Questa esperienza solitaria mi ha provocato qualche disagio, mi sono sentito solo, sganciato dal respiro caldo e fraterno della mia gente. Sono rientrato la domenica in cui si celebrava il “Battesimo di Gesù” sul fiume Giordano, mistero che mette fine al ciclo natalizio, ed ho sentito il bisogno struggente di condividere con le persone a cui voglio sinceramente bene quale è stata la luce e la grazia che quest’anno ha illuminato e riscaldato il mio cuore, confidando d’aver compreso sempre più che il “Salvatore” lo posso trovare in maniera privilegiata nel volto e nell’umanità dell’uomo che, a detta della stessa Bibbia, è stato fatto ad immagine e somiglianza di Dio.

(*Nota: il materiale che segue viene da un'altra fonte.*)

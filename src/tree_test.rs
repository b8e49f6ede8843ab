//! Tests for the tree builder: composite detection, leaf annotation
//! dispatch, noisy-field filtering, and the feature-combining unwrap.

use serde_json::json;

use crate::details::DetailRegistry;
use crate::snapshot::StageSnapshot;
use crate::tree::TreeBuilder;

fn build(value: serde_json::Value) -> crate::tree::StageNode {
  let snapshot = StageSnapshot::from_value(value).expect("stage root");
  let registry = DetailRegistry::with_defaults();
  TreeBuilder::new(&registry).build(&snapshot)
}

#[test]
fn chain_becomes_branch_with_ordered_children() {
  let root = build(json!({
    "$type": "Microsoft.ML.Data.TransformerChain`1",
    "_chain": [
      { "$type": "MissingValueReplacingTransformer", "_repValues": ["NA", "NA"] },
      { "$type": "ColumnSelectingTransformer", "_selectedColumns": ["Label"] }
    ]
  }));
  assert_eq!(root.label, "TransformerChain");
  assert_eq!(root.children.len(), 2);
  assert_eq!(root.children[0].label, "MissingValueReplacingTransformer");
  assert_eq!(root.children[1].label, "ColumnSelectingTransformer");
  assert_eq!(root.note.as_deref(), Some("2 Child Transformers"));
}

#[test]
fn single_child_branch_names_the_child() {
  let root = build(json!({
    "$type": "TransformerChain`1",
    "_chain": [ { "$type": "ColumnSelectingTransformer", "_selectedColumns": ["A"] } ]
  }));
  assert_eq!(
    root.note.as_deref(),
    Some("1 Child Transformer: ColumnSelectingTransformer")
  );
}

#[test]
fn leaf_note_comes_from_the_registry() {
  let root = build(json!({
    "$type": "MissingValueReplacingTransformer",
    "_repValues": ["NA", "NA"]
  }));
  assert!(root.is_leaf());
  assert_eq!(
    root.note.as_deref(),
    Some("Replace missing values in 2 column(s) with NA")
  );
}

#[test]
fn every_replacement_value_counts_toward_its_column_group() {
  // Two columns replaced with the same value must report both, not collapse
  // into a single-label pair during flattening.
  let root = build(json!({
    "$type": "MissingValueReplacingTransformer",
    "_repValues": ["0", "0"]
  }));
  assert_eq!(
    root.note.as_deref(),
    Some("Replace missing values in 2 column(s) with 0")
  );
}

#[test]
fn two_selected_columns_are_comma_joined() {
  let root = build(json!({
    "$type": "ColumnSelectingTransformer",
    "_selectedColumns": ["Label", "Text"]
  }));
  assert_eq!(root.note.as_deref(), Some("Select columns Label,Text"));
}

#[test]
fn structured_columns_flow_to_the_formatter_as_json() {
  let root = build(json!({
    "$type": "TypeConvertingTransformer",
    "_columns": [ { "Name": "X", "InputColumnName": "X", "OutputKind": 10 } ]
  }));
  assert_eq!(root.note.as_deref(), Some("X to Double"));
}

#[test]
fn unknown_leaf_dumps_remaining_attributes() {
  let root = build(json!({
    "$type": "CustomScalingTransformer",
    "_factor": 2.5,
    "_columns2": ["A", "B", "C"]
  }));
  assert_eq!(root.note.as_deref(), Some("_factor: 2.5\n_columns2: A,B,C"));
}

#[test]
fn noisy_infrastructure_fields_are_filtered() {
  let root = build(json!({
    "$type": "CustomTransformer",
    "TrainSchema": { "columns": 12 },
    "_host": "env",
    "_columnsToKeepBitArray": [true, false],
    "_bindableMapper": {},
    "_value": "kept"
  }));
  assert_eq!(root.note.as_deref(), Some("_value: kept"));
}

#[test]
fn blank_attribute_values_are_dropped() {
  let root = build(json!({
    "$type": "CustomTransformer",
    "_empty": "",
    "_none": null,
    "_kept": "x"
  }));
  assert_eq!(root.note.as_deref(), Some("_kept: x"));
}

#[test]
fn leaf_with_no_attributes_has_no_note() {
  let root = build(json!({ "$type": "MysteryTransformer" }));
  assert!(root.is_leaf());
  assert_eq!(root.note, None);
}

#[test]
fn decode_failure_drops_the_note_but_not_the_sibling() {
  let root = build(json!({
    "$type": "Chain",
    "_chain": [
      // _columns records missing required fields: decode fails, note is skipped.
      { "$type": "TypeConvertingTransformer", "_columns": [ { "Wrong": true } ] },
      { "$type": "ColumnSelectingTransformer", "_selectedColumns": ["Label"] }
    ]
  }));
  assert_eq!(root.children[0].note, None);
  assert_eq!(root.children[1].note.as_deref(), Some("Select columns Label"));
}

#[test]
fn decode_failure_is_logged_with_the_stage_label() {
  use std::sync::{Arc, Mutex};

  #[derive(Clone, Default)]
  struct SharedBuf(Arc<Mutex<Vec<u8>>>);

  impl std::io::Write for SharedBuf {
    fn write(&mut self, buf: &[u8]) -> std::io::Result<usize> {
      self.0.lock().unwrap().extend_from_slice(buf);
      Ok(buf.len())
    }

    fn flush(&mut self) -> std::io::Result<()> {
      Ok(())
    }
  }

  let sink = SharedBuf::default();
  let writer = sink.clone();
  let subscriber = tracing_subscriber::fmt()
    .with_writer(move || writer.clone())
    .with_ansi(false)
    .finish();

  tracing::subscriber::with_default(subscriber, || {
    build(json!({
      "$type": "TypeConvertingTransformer",
      "_columns": [ { "Wrong": true } ]
    }));
  });

  let output = String::from_utf8(sink.0.lock().unwrap().clone()).expect("utf8 log");
  assert!(output.contains("skipping stage detail"), "log was: {output}");
  assert!(output.contains("TypeConvertingTransformer"));
}

#[test]
fn feature_combining_stage_exposes_its_inner_chain() {
  let root = build(json!({
    "$type": "OneHotEncodingTransformer",
    "_transformer": {
      "$type": "TransformerChain`1",
      "_chain": [
        { "$type": "ValueToKeyMappingTransformer", "ColumnPairs": [["Tokens", "Message"]] },
        { "$type": "KeyToVectorMappingTransformer", "ColumnPairs": [["Tokens", "Tokens"]] }
      ]
    }
  }));
  assert_eq!(root.label, "OneHotEncodingTransformer");
  assert_eq!(root.children.len(), 2);
  assert_eq!(root.children[0].label, "ValueToKeyMappingTransformer");
  assert_eq!(
    root.children[0].note.as_deref(),
    Some("Maps values in columns Tokens, Message to keys in a bag of words")
  );
  assert_eq!(root.note.as_deref(), Some("2 Child Transformers"));
}

#[test]
fn feature_combining_stage_without_inner_chain_stays_a_leaf() {
  let root = build(json!({
    "$type": "OneHotEncodingTransformer",
    "_transformer": { "$type": "PlainMapper" }
  }));
  assert!(root.is_leaf());
}

#[test]
fn nested_chains_build_recursively() {
  let root = build(json!({
    "$type": "TransformerChain`1",
    "_chain": [
      {
        "$type": "TransformerChain`1",
        "_chain": [ { "$type": "ColumnSelectingTransformer", "_selectedColumns": ["A"] } ]
      }
    ]
  }));
  assert_eq!(root.children.len(), 1);
  assert_eq!(root.children[0].children.len(), 1);
  assert_eq!(root.children[0].children[0].label, "ColumnSelectingTransformer");
}

#[test]
fn display_joins_label_and_note() {
  let node = build(json!({ "$type": "ColumnSelectingTransformer", "_selectedColumns": ["A"] }));
  assert_eq!(node.to_string(), "ColumnSelectingTransformer: Select columns A");
  let bare = build(json!({ "$type": "MysteryTransformer" }));
  assert_eq!(bare.to_string(), "MysteryTransformer");
}

#[test]
fn arity_markers_are_stripped_from_attribute_text() {
  let root = build(json!({
    "$type": "CustomTransformer",
    "_typeName": "TransformerChain`1"
  }));
  assert_eq!(root.note.as_deref(), Some("_typeName: TransformerChain1"));
}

Questa verità, che mi pare affascinante, mi ha sinceramente “folgorato” e mi dona un’ebrezza immensa sapere di poter incontrare, ascoltare e farmi aiutare dall’Emmanuele, il Dio con noi, che posso ritrovare in ogni momento sul mio cammino.

Ai miei fedeli ho chiesto poi di fare un serio esame di coscienza per verificare la luce e la grazia che il buon Dio aveva donato ad ognuno di loro. Non avrò la gioia di beneficiare del loro dono e della loro testimonianza ma comunque, penso che il mistero natalizio abbia reso più bello e più ricco il cuore di ognuno di loro illuminandolo nuovamente con la luce di Dio.

La nuova religiosità

Talvolta invidio i miei colleghi che ho l’impressione siano paghi del gregge, sempre più piccolo, che vive all’ombra del Campanile e che non siano per nulla preoccupati delle “pecorelle smarrite” e, meno ancora, di quelle che stanno costruendosi in proprio le regole di convivenza con gli altri membri del “gregge”. Fino a poco tempo fa questo fenomeno era definito come una “religiosità fai da te” ossia la concezione di una prassi religiosa che non si rifà al vangelo e alla nostra tradizione ma che ognuno si costruisce a proprio uso e consumo.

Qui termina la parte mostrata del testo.